Stored items.
★ ★ ★ ★ ★

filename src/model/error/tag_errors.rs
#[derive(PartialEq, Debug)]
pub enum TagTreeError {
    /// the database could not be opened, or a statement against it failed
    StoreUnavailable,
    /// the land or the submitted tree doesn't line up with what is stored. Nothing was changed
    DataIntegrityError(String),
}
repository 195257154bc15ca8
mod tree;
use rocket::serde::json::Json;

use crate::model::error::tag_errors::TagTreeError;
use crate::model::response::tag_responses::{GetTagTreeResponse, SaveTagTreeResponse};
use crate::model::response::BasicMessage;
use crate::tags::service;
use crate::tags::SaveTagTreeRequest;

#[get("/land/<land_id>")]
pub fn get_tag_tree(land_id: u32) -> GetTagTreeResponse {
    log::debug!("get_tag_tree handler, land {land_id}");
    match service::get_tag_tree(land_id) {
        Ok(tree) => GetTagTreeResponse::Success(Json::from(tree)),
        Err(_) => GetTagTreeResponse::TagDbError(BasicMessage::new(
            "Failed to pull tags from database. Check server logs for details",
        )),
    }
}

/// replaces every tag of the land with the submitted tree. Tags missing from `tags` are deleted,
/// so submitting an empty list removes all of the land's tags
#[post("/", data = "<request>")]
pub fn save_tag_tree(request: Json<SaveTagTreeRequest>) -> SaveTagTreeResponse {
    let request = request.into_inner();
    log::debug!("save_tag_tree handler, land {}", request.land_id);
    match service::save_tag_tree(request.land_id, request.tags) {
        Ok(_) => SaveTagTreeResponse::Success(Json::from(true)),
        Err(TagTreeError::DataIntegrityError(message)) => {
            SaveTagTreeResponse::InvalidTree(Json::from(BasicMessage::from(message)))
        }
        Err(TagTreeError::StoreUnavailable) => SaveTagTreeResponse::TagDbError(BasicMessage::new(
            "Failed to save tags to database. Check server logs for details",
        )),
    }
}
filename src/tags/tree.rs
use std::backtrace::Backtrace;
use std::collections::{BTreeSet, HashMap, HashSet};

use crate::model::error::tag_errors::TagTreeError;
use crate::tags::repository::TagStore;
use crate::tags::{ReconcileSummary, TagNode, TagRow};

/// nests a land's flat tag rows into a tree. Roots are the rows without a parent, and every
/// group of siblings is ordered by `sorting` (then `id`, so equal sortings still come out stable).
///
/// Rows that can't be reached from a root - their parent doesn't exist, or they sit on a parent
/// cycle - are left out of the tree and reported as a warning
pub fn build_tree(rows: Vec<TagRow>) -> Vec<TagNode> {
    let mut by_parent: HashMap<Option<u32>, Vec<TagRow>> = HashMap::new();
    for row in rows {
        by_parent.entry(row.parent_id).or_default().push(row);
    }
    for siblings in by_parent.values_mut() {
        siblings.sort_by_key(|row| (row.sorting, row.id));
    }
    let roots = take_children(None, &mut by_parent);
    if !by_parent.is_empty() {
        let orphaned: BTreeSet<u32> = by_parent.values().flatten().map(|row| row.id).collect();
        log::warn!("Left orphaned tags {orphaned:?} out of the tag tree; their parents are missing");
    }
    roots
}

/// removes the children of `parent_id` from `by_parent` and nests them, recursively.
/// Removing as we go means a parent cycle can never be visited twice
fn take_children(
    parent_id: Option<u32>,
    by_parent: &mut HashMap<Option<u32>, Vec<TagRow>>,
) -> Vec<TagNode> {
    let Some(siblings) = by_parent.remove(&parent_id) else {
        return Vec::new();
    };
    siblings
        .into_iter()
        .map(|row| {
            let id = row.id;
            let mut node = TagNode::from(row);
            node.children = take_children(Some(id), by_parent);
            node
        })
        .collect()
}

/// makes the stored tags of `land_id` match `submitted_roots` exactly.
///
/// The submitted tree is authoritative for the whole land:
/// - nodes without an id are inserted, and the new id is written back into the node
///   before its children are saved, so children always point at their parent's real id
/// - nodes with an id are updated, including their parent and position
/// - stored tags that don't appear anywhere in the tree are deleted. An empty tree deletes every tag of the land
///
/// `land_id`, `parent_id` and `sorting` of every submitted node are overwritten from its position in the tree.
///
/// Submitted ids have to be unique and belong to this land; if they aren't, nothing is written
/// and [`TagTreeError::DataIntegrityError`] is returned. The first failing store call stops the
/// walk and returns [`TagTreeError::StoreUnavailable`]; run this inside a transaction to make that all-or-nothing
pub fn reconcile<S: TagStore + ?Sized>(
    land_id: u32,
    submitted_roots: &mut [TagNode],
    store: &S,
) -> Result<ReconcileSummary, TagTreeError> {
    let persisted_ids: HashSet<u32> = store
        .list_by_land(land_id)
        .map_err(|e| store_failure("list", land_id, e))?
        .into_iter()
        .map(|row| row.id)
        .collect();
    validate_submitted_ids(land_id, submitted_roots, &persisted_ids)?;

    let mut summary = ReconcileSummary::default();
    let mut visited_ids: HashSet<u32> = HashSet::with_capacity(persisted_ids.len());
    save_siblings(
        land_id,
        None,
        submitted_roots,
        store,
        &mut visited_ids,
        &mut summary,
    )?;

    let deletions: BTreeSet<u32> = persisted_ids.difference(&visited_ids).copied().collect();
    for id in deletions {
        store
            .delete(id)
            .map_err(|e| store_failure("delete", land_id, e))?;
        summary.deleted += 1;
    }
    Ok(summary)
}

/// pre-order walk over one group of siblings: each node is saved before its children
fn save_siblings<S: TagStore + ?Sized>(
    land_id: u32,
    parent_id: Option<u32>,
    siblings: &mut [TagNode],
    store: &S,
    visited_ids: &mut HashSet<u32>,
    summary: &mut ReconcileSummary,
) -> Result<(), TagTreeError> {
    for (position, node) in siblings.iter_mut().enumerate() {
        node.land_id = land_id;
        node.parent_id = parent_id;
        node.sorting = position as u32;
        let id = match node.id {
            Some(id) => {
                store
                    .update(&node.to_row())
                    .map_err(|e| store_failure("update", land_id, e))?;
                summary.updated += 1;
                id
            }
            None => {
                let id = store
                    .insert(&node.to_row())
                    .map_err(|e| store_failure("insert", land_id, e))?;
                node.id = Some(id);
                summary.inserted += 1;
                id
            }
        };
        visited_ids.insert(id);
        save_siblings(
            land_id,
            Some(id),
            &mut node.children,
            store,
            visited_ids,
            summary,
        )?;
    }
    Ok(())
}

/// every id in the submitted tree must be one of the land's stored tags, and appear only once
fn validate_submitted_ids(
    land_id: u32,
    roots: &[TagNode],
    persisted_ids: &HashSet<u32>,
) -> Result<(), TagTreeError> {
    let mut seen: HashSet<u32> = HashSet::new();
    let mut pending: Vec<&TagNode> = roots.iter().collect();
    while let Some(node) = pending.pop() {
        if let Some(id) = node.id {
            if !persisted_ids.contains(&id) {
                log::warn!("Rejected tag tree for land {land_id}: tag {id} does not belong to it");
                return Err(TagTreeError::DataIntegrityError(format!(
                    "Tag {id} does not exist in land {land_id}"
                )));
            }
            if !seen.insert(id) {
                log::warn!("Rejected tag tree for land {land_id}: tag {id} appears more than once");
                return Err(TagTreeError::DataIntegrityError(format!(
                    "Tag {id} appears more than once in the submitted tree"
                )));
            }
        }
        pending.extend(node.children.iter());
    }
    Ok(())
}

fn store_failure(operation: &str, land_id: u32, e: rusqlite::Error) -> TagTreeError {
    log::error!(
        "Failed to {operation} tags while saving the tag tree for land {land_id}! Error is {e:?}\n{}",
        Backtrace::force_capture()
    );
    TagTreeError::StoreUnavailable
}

★ ★ ★ ★ ★

Work to be completed. Work through the entries above and report the number of lines that include "logs", with nothing else.

Reply to the task. 2